--- START ---
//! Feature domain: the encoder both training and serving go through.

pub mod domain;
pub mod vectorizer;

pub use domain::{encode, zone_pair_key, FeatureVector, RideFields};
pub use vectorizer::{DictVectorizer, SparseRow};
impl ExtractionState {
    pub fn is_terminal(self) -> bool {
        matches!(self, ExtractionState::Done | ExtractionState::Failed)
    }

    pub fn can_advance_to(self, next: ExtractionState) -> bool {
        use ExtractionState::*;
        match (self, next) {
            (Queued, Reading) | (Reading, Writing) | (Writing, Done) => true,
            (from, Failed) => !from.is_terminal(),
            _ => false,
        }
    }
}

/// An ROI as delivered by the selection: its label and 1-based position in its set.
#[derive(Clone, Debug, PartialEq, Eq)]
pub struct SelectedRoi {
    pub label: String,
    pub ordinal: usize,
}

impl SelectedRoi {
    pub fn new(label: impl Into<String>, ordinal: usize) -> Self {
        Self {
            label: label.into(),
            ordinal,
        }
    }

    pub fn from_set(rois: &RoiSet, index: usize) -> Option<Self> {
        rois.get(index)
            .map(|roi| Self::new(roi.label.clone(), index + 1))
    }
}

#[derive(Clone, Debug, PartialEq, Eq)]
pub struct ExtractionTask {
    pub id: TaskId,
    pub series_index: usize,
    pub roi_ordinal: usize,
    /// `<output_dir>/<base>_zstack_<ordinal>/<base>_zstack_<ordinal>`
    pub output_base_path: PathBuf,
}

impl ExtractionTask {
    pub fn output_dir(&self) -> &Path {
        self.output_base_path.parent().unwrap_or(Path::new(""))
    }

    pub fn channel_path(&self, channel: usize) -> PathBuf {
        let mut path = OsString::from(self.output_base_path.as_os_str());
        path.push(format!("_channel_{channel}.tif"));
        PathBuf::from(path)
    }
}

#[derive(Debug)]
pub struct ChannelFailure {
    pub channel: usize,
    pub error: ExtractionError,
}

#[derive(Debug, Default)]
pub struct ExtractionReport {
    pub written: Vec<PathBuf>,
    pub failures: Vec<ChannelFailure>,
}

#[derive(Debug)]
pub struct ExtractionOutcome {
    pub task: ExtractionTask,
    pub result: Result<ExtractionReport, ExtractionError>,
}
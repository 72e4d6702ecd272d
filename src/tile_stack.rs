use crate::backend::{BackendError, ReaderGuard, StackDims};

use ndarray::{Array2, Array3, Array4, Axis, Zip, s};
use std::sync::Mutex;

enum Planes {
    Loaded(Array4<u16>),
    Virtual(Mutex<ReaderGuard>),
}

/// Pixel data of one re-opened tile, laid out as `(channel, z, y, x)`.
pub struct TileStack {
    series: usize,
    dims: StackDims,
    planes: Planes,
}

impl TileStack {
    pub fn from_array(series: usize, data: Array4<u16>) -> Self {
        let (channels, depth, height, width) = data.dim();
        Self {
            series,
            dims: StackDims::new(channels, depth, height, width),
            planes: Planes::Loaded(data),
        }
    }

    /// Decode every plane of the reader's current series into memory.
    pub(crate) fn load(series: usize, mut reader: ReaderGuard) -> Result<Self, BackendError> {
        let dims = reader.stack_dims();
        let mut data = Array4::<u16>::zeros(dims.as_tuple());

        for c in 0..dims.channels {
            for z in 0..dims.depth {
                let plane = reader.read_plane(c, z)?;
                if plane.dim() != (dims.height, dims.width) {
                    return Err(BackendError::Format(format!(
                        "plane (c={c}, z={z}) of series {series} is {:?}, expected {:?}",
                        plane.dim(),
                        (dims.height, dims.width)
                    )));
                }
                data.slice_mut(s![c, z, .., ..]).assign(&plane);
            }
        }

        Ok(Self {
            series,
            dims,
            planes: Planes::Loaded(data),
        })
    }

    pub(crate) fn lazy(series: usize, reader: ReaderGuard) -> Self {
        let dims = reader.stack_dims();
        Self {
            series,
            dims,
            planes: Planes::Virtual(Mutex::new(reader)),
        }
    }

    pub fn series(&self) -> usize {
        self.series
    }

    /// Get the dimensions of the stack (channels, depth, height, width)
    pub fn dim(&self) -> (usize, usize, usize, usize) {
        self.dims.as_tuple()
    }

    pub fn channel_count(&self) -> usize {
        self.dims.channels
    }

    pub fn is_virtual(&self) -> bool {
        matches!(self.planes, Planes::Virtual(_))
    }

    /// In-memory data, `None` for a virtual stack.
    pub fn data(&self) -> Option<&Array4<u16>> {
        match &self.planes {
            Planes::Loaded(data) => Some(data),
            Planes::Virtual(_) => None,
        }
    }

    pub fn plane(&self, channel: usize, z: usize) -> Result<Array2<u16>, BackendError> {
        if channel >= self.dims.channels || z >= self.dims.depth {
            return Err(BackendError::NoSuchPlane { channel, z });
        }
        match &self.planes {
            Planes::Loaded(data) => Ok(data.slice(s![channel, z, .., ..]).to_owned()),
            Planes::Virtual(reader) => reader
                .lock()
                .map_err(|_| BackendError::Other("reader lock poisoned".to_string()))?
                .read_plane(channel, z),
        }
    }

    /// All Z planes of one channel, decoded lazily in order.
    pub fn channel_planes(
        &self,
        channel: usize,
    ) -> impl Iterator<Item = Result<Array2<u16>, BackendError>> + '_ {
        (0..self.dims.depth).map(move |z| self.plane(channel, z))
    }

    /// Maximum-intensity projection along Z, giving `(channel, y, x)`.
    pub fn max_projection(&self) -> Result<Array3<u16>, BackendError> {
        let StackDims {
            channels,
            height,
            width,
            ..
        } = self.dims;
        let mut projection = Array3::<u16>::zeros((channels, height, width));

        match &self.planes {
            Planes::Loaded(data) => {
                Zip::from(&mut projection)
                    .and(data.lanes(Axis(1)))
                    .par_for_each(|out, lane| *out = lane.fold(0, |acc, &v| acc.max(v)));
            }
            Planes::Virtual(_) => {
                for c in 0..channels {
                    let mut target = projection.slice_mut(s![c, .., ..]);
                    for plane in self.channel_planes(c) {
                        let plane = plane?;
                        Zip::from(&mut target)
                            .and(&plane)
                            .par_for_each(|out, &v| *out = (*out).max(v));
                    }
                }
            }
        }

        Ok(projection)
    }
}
--- END ---
### Work instructions
Whenever a line in the records above contains the string "width", copy that line.

### Your solution
        let (channels, depth, height, width) = data.dim();
            dims: StackDims::new(channels, depth, height, width),
                if plane.dim() != (dims.height, dims.width) {
                        (dims.height, dims.width)
    /// Get the dimensions of the stack (channels, depth, height, width)
            width,
        let mut projection = Array3::<u16>::zeros((channels, height, width));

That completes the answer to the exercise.